THE PROBLEM: In the material below, find the line that contains "Sizing must leave" and the line that contains "interval so a", then write out exactly those two lines and everything between them.

RECORD EXCERPTS:

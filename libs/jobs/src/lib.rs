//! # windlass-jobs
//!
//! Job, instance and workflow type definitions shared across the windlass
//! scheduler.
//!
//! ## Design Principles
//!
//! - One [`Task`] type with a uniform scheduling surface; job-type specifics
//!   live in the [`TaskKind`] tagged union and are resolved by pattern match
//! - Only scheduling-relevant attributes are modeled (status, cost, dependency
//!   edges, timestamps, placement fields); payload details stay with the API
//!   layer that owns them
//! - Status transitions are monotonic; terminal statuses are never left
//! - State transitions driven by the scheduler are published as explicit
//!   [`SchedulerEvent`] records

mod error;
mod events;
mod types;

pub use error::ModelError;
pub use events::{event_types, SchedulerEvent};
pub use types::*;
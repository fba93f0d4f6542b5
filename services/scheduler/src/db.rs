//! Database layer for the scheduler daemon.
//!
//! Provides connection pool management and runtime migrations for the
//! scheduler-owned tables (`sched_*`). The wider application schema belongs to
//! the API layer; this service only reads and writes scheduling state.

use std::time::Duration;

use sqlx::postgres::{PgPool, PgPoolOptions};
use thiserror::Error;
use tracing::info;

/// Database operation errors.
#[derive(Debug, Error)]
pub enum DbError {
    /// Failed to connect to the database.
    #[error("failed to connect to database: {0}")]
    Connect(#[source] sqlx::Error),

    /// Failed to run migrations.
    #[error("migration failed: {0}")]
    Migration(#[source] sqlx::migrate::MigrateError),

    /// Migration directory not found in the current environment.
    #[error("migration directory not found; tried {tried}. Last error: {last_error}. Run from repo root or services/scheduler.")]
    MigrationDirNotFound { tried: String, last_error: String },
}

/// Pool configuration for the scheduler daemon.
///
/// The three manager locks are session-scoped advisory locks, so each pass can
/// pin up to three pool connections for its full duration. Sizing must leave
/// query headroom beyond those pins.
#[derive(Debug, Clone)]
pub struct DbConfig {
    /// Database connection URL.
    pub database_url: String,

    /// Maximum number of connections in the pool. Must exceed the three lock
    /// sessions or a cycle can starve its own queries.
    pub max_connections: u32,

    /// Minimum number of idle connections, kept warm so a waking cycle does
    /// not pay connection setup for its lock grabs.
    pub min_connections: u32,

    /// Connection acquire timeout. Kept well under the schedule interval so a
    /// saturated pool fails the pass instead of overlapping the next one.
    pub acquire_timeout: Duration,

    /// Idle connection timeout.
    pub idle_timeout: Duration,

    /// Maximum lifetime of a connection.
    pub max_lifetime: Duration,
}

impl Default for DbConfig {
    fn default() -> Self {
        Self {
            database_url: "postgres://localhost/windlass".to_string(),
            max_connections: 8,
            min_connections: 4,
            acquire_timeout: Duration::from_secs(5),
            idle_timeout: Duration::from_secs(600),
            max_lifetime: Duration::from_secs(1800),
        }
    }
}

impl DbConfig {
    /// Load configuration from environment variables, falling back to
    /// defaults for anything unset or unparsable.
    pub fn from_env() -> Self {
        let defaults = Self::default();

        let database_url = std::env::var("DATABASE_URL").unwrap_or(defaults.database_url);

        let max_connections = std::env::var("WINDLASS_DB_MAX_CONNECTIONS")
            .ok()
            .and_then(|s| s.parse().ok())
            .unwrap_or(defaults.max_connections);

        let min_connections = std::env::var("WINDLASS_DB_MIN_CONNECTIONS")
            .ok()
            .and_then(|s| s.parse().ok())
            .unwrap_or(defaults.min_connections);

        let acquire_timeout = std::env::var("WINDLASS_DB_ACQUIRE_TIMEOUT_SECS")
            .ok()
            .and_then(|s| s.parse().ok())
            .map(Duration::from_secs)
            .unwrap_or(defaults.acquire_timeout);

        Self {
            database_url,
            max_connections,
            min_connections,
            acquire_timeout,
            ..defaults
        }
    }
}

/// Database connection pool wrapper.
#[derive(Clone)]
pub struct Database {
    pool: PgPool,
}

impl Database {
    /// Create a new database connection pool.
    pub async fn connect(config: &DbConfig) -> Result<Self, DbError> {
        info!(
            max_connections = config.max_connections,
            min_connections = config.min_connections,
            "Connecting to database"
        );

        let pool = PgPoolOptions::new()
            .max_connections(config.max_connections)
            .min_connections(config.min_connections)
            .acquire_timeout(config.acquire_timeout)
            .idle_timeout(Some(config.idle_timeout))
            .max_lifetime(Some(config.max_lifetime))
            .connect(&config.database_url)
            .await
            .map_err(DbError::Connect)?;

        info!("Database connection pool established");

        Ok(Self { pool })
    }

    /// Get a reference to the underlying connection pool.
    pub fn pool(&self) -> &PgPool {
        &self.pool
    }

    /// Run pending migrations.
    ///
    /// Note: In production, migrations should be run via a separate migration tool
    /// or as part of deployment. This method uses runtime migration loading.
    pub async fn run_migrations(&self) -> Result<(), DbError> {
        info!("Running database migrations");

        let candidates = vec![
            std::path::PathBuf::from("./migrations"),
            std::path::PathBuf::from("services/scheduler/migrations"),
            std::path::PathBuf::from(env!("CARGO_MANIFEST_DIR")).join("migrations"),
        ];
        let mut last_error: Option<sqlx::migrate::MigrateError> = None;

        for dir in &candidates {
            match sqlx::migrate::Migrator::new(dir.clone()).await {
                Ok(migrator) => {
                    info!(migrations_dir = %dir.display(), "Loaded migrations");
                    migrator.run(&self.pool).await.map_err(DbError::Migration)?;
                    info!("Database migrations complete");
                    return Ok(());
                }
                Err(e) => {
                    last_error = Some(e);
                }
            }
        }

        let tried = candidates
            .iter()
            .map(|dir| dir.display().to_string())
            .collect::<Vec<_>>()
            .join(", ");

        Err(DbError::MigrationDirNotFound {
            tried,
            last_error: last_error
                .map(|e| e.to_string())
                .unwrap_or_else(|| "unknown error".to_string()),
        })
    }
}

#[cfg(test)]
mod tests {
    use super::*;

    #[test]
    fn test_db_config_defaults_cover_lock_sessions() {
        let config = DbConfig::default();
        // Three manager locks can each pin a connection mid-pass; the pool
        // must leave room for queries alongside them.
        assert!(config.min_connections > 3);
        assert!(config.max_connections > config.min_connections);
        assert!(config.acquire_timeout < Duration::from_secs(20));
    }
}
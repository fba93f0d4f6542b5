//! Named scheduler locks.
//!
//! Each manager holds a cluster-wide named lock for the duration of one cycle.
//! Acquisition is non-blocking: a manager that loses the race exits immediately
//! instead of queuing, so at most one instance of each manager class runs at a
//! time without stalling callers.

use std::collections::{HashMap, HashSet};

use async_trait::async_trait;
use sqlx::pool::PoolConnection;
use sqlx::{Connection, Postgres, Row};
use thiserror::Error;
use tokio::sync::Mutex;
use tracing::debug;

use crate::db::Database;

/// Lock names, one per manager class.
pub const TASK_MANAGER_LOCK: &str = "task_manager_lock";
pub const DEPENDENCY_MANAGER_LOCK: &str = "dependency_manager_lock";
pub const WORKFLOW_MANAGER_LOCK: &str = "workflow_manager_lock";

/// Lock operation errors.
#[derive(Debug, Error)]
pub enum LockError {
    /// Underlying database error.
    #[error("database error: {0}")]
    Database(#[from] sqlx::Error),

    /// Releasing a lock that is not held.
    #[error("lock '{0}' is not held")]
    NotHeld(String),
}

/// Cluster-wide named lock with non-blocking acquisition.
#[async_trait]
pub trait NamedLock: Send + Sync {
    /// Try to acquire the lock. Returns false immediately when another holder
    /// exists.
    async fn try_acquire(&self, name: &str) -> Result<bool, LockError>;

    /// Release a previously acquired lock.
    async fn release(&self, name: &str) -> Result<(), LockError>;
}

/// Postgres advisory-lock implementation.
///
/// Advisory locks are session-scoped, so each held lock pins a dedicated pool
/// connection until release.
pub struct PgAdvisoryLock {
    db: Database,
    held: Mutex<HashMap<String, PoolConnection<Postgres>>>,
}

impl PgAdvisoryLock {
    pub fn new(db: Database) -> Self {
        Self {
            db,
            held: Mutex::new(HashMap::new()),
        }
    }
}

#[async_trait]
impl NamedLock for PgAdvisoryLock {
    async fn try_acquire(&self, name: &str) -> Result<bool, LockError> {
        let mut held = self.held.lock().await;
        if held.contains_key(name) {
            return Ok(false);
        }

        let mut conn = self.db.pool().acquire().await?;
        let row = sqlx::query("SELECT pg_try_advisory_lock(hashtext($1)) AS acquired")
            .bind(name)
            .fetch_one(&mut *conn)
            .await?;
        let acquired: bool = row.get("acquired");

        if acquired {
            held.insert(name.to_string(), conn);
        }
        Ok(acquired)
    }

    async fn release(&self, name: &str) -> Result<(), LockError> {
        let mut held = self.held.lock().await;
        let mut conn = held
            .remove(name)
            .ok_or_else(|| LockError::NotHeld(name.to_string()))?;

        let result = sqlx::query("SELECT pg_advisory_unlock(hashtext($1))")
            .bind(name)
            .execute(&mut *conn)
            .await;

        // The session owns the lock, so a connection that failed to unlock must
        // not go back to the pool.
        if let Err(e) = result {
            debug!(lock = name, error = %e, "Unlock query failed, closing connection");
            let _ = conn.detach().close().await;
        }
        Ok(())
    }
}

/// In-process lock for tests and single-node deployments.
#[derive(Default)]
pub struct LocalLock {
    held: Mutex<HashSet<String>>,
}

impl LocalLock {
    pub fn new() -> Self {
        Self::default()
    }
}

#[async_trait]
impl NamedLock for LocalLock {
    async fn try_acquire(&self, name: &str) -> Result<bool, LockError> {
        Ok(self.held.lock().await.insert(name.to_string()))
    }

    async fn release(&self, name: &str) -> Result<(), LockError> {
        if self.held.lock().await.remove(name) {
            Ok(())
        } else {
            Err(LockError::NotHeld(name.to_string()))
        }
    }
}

COMPLETED TASK:
/// pin up to three pool connections for its full duration. Sizing must leave
/// query headroom beyond those pins.
#[derive(Debug, Clone)]
pub struct DbConfig {
    /// Database connection URL.
    pub database_url: String,

    /// Maximum number of connections in the pool. Must exceed the three lock
    /// sessions or a cycle can starve its own queries.
    pub max_connections: u32,

    /// Minimum number of idle connections, kept warm so a waking cycle does
    /// not pay connection setup for its lock grabs.
    pub min_connections: u32,

    /// Connection acquire timeout. Kept well under the schedule interval so a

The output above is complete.